> **WHAT IS EXPECTED**
Set down the material again. Keep every line exactly as it is.

-------- DATA FOR THIS TASK

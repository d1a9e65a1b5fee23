#![allow(dead_code)]

use chrono::{TimeZone, Utc};
use wallpaper_sync_core::contract::{NewPage, Page};

pub fn page(id: i64, title: &str, slug: &str, content: &str) -> Page {
    Page {
        id,
        title: title.to_string(),
        slug: slug.to_string(),
        content: content.to_string(),
        is_hidden: false,
        is_html: false,
        created_at: Utc.with_ymd_and_hms(2025, 1, 1, 0, 0, 0).unwrap(),
        edited_at: None,
    }
}

pub fn page_from_new(id: i64, new: &NewPage) -> Page {
    page(
        id,
        &new.title,
        new.slug.as_deref().unwrap_or_default(),
        &new.content,
    )
}
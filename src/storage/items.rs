use chrono::Utc;

use super::schema::Database;
use super::types::{StoreError, StoredItem};
use super::DataStore;
use crate::feed::FeedItem;

/// [`DataStore`] backed by the `items` table, scoped to one source.
///
/// Records are stored as JSON in the wire field naming, keyed by
/// `(source, guid)`.
#[derive(Clone)]
pub struct SqliteStore {
    db: Database,
    source: String,
}

impl SqliteStore {
    pub(crate) fn new(db: Database, source: &str) -> Self {
        Self {
            db,
            source: source.to_string(),
        }
    }

    pub fn source(&self) -> &str {
        &self.source
    }
}

impl DataStore for SqliteStore {
    async fn clear(&mut self) -> Result<(), StoreError> {
        let result = sqlx::query("DELETE FROM items WHERE source = ?")
            .bind(&self.source)
            .execute(&self.db.pool)
            .await?;

        tracing::debug!(
            source = %self.source,
            removed = result.rows_affected(),
            "Cleared stored items"
        );
        Ok(())
    }

    async fn set(&mut self, key: &str, item: &FeedItem) -> Result<(), StoreError> {
        let data = serde_json::to_string(item)?;

        sqlx::query(
            r#"
            INSERT INTO items (source, guid, position, data, stored_at)
            VALUES (
                ?1, ?2,
                (SELECT COALESCE(MAX(position), -1) + 1 FROM items WHERE source = ?1),
                ?3, ?4
            )
            ON CONFLICT(source, guid) DO UPDATE SET
                data = excluded.data,
                stored_at = excluded.stored_at
        "#,
        )
        .bind(&self.source)
        .bind(key)
        .bind(&data)
        .bind(Utc::now().timestamp())
        .execute(&self.db.pool)
        .await?;

        Ok(())
    }
}

impl Database {
    // ========================================================================
    // Item Queries
    // ========================================================================

    /// All records published for `source`, in first-insertion order.
    pub async fn items(&self, source: &str) -> Result<Vec<StoredItem>, StoreError> {
        let rows: Vec<(String, String, i64)> = sqlx::query_as(
            r#"
            SELECT guid, data, stored_at
            FROM items
            WHERE source = ?
            ORDER BY position
        "#,
        )
        .bind(source)
        .fetch_all(&self.pool)
        .await?;

        rows.into_iter()
            .map(|(guid, data, stored_at)| -> Result<StoredItem, StoreError> {
                Ok(StoredItem {
                    guid,
                    item: serde_json::from_str(&data)?,
                    stored_at,
                })
            })
            .collect()
    }

    /// Number of records published for `source`.
    pub async fn count_items(&self, source: &str) -> Result<i64, StoreError> {
        let (count,): (i64,) = sqlx::query_as("SELECT COUNT(*) FROM items WHERE source = ?")
            .bind(source)
            .fetch_one(&self.pool)
            .await?;
        Ok(count)
    }
}

#[cfg(test)]
mod tests {
    use super::*;
    use crate::feed::Enclosure;

    async fn test_db() -> Database {
        Database::open(":memory:").await.unwrap()
    }

    fn item(guid: &str, title: &str) -> FeedItem {
        FeedItem {
            creator: "testuser".to_string(),
            title: title.to_string(),
            link: format!("https://zenn.dev/testuser/articles/{}", guid),
            pub_date: "Mon, 01 Jan 2024 00:00:00 GMT".to_string(),
            enclosure: Enclosure {
                url: "https://example.com/image.png".to_string(),
                length: 12345u64.into(),
                mime_type: "image/png".to_string(),
            },
            dc_creator: "testuser".to_string(),
            content: "<p>body</p>".to_string(),
            content_snippet: "body".to_string(),
            guid: guid.to_string(),
            iso_date: "2024-01-01T00:00:00.000Z".to_string(),
        }
    }

    #[tokio::test]
    async fn test_set_and_read_back() {
        let db = test_db().await;
        let mut store = db.store("testuser");

        store.set("g1", &item("g1", "First")).await.unwrap();
        store.set("g2", &item("g2", "Second")).await.unwrap();

        let items = db.items("testuser").await.unwrap();
        assert_eq!(items.len(), 2);
        assert_eq!(items[0].guid, "g1");
        assert_eq!(items[0].item, item("g1", "First"));
        assert_eq!(items[1].item.title, "Second");
        assert!(items[0].stored_at > 0);
    }

    #[tokio::test]
    async fn test_upsert_keeps_position() {
        let db = test_db().await;
        let mut store = db.store("testuser");

        store.set("g1", &item("g1", "Old")).await.unwrap();
        store.set("g2", &item("g2", "Second")).await.unwrap();
        store.set("g1", &item("g1", "New")).await.unwrap();

        let items = db.items("testuser").await.unwrap();
        let guids: Vec<_> = items.iter().map(|s| s.guid.as_str()).collect();
        assert_eq!(guids, vec!["g1", "g2"]);
        assert_eq!(items[0].item.title, "New");
    }

    #[tokio::test]
    async fn test_clear_is_scoped_to_source() {
        let db = test_db().await;
        let mut alice = db.store("alice");
        let mut bob = db.store("bob");

        alice.set("a", &item("a", "A")).await.unwrap();
        bob.set("b", &item("b", "B")).await.unwrap();
        alice.clear().await.unwrap();

        assert_eq!(db.count_items("alice").await.unwrap(), 0);
        assert_eq!(db.count_items("bob").await.unwrap(), 1);
        assert_eq!(alice.source(), "alice");
    }

    #[tokio::test]
    async fn test_positions_restart_after_clear() {
        let db = test_db().await;
        let mut store = db.store("testuser");

        store.set("x", &item("x", "X")).await.unwrap();
        store.clear().await.unwrap();
        store.set("y", &item("y", "Y")).await.unwrap();
        store.set("x", &item("x", "X")).await.unwrap();

        let guids: Vec<_> = db
            .items("testuser")
            .await
            .unwrap()
            .into_iter()
            .map(|s| s.guid)
            .collect();
        assert_eq!(guids, vec!["y", "x"]);
    }

    #[tokio::test]
    async fn test_corrupt_row_is_reported() {
        let db = test_db().await;
        sqlx::query(
            "INSERT INTO items (source, guid, position, data, stored_at) VALUES ('u', 'g', 0, '{', 0)",
        )
        .execute(&db.pool)
        .await
        .unwrap();

        let result = db.items("u").await;
        assert!(matches!(result, Err(StoreError::Serde(_))));
    }
}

----------------

> **SOLUTION TO THIS TASK**
repository d1a9e65a1b5fee23
#![allow(dead_code)]

use chrono::{TimeZone, Utc};
use wallpaper_sync_core::contract::{NewPage, Page};

pub fn page(id: i64, title: &str, slug: &str, content: &str) -> Page {
    Page {
        id,
        title: title.to_string(),
        slug: slug.to_string(),
        content: content.to_string(),
        is_hidden: false,
        is_html: false,
        created_at: Utc.with_ymd_and_hms(2025, 1, 1, 0, 0, 0).unwrap(),
        edited_at: None,
    }
}

pub fn page_from_new(id: i64, new: &NewPage) -> Page {
    page(
        id,
        &new.title,
        new.slug.as_deref().unwrap_or_default(),
        &new.content,
    )
}
filename src/storage/items.rs
use chrono::Utc;

use super::schema::Database;
use super::types::{StoreError, StoredItem};
use super::DataStore;
use crate::feed::FeedItem;

/// [`DataStore`] backed by the `items` table, scoped to one source.
///
/// Records are stored as JSON in the wire field naming, keyed by
/// `(source, guid)`.
#[derive(Clone)]
pub struct SqliteStore {
    db: Database,
    source: String,
}

impl SqliteStore {
    pub(crate) fn new(db: Database, source: &str) -> Self {
        Self {
            db,
            source: source.to_string(),
        }
    }

    pub fn source(&self) -> &str {
        &self.source
    }
}

impl DataStore for SqliteStore {
    async fn clear(&mut self) -> Result<(), StoreError> {
        let result = sqlx::query("DELETE FROM items WHERE source = ?")
            .bind(&self.source)
            .execute(&self.db.pool)
            .await?;

        tracing::debug!(
            source = %self.source,
            removed = result.rows_affected(),
            "Cleared stored items"
        );
        Ok(())
    }

    async fn set(&mut self, key: &str, item: &FeedItem) -> Result<(), StoreError> {
        let data = serde_json::to_string(item)?;

        sqlx::query(
            r#"
            INSERT INTO items (source, guid, position, data, stored_at)
            VALUES (
                ?1, ?2,
                (SELECT COALESCE(MAX(position), -1) + 1 FROM items WHERE source = ?1),
                ?3, ?4
            )
            ON CONFLICT(source, guid) DO UPDATE SET
                data = excluded.data,
                stored_at = excluded.stored_at
        "#,
        )
        .bind(&self.source)
        .bind(key)
        .bind(&data)
        .bind(Utc::now().timestamp())
        .execute(&self.db.pool)
        .await?;

        Ok(())
    }
}

impl Database {
    // ========================================================================
    // Item Queries
    // ========================================================================

    /// All records published for `source`, in first-insertion order.
    pub async fn items(&self, source: &str) -> Result<Vec<StoredItem>, StoreError> {
        let rows: Vec<(String, String, i64)> = sqlx::query_as(
            r#"
            SELECT guid, data, stored_at
            FROM items
            WHERE source = ?
            ORDER BY position
        "#,
        )
        .bind(source)
        .fetch_all(&self.pool)
        .await?;

        rows.into_iter()
            .map(|(guid, data, stored_at)| -> Result<StoredItem, StoreError> {
                Ok(StoredItem {
                    guid,
                    item: serde_json::from_str(&data)?,
                    stored_at,
                })
            })
            .collect()
    }

    /// Number of records published for `source`.
    pub async fn count_items(&self, source: &str) -> Result<i64, StoreError> {
        let (count,): (i64,) = sqlx::query_as("SELECT COUNT(*) FROM items WHERE source = ?")
            .bind(source)
            .fetch_one(&self.pool)
            .await?;
        Ok(count)
    }
}

#[cfg(test)]
mod tests {
    use super::*;
    use crate::feed::Enclosure;

    async fn test_db() -> Database {
        Database::open(":memory:").await.unwrap()
    }

    fn item(guid: &str, title: &str) -> FeedItem {
        FeedItem {
            creator: "testuser".to_string(),
            title: title.to_string(),
            link: format!("https://zenn.dev/testuser/articles/{}", guid),
            pub_date: "Mon, 01 Jan 2024 00:00:00 GMT".to_string(),
            enclosure: Enclosure {
                url: "https://example.com/image.png".to_string(),
                length: 12345u64.into(),
                mime_type: "image/png".to_string(),
            },
            dc_creator: "testuser".to_string(),
            content: "<p>body</p>".to_string(),
            content_snippet: "body".to_string(),
            guid: guid.to_string(),
            iso_date: "2024-01-01T00:00:00.000Z".to_string(),
        }
    }

    #[tokio::test]
    async fn test_set_and_read_back() {
        let db = test_db().await;
        let mut store = db.store("testuser");

        store.set("g1", &item("g1", "First")).await.unwrap();
        store.set("g2", &item("g2", "Second")).await.unwrap();

        let items = db.items("testuser").await.unwrap();
        assert_eq!(items.len(), 2);
        assert_eq!(items[0].guid, "g1");
        assert_eq!(items[0].item, item("g1", "First"));
        assert_eq!(items[1].item.title, "Second");
        assert!(items[0].stored_at > 0);
    }

    #[tokio::test]
    async fn test_upsert_keeps_position() {
        let db = test_db().await;
        let mut store = db.store("testuser");

        store.set("g1", &item("g1", "Old")).await.unwrap();
        store.set("g2", &item("g2", "Second")).await.unwrap();
        store.set("g1", &item("g1", "New")).await.unwrap();

        let items = db.items("testuser").await.unwrap();
        let guids: Vec<_> = items.iter().map(|s| s.guid.as_str()).collect();
        assert_eq!(guids, vec!["g1", "g2"]);
        assert_eq!(items[0].item.title, "New");
    }

    #[tokio::test]
    async fn test_clear_is_scoped_to_source() {
        let db = test_db().await;
        let mut alice = db.store("alice");
        let mut bob = db.store("bob");

        alice.set("a", &item("a", "A")).await.unwrap();
        bob.set("b", &item("b", "B")).await.unwrap();
        alice.clear().await.unwrap();

        assert_eq!(db.count_items("alice").await.unwrap(), 0);
        assert_eq!(db.count_items("bob").await.unwrap(), 1);
        assert_eq!(alice.source(), "alice");
    }

    #[tokio::test]
    async fn test_positions_restart_after_clear() {
        let db = test_db().await;
        let mut store = db.store("testuser");

        store.set("x", &item("x", "X")).await.unwrap();
        store.clear().await.unwrap();
        store.set("y", &item("y", "Y")).await.unwrap();
        store.set("x", &item("x", "X")).await.unwrap();

        let guids: Vec<_> = db
            .items("testuser")
            .await
            .unwrap()
            .into_iter()
            .map(|s| s.guid)
            .collect();
        assert_eq!(guids, vec!["y", "x"]);
    }

    #[tokio::test]
    async fn test_corrupt_row_is_reported() {
        let db = test_db().await;
        sqlx::query(
            "INSERT INTO items (source, guid, position, data, stored_at) VALUES ('u', 'g', 0, '{', 0)",
        )
        .execute(&db.pool)
        .await
        .unwrap();

        let result = db.items("u").await;
        assert!(matches!(result, Err(StoreError::Serde(_))));
    }
}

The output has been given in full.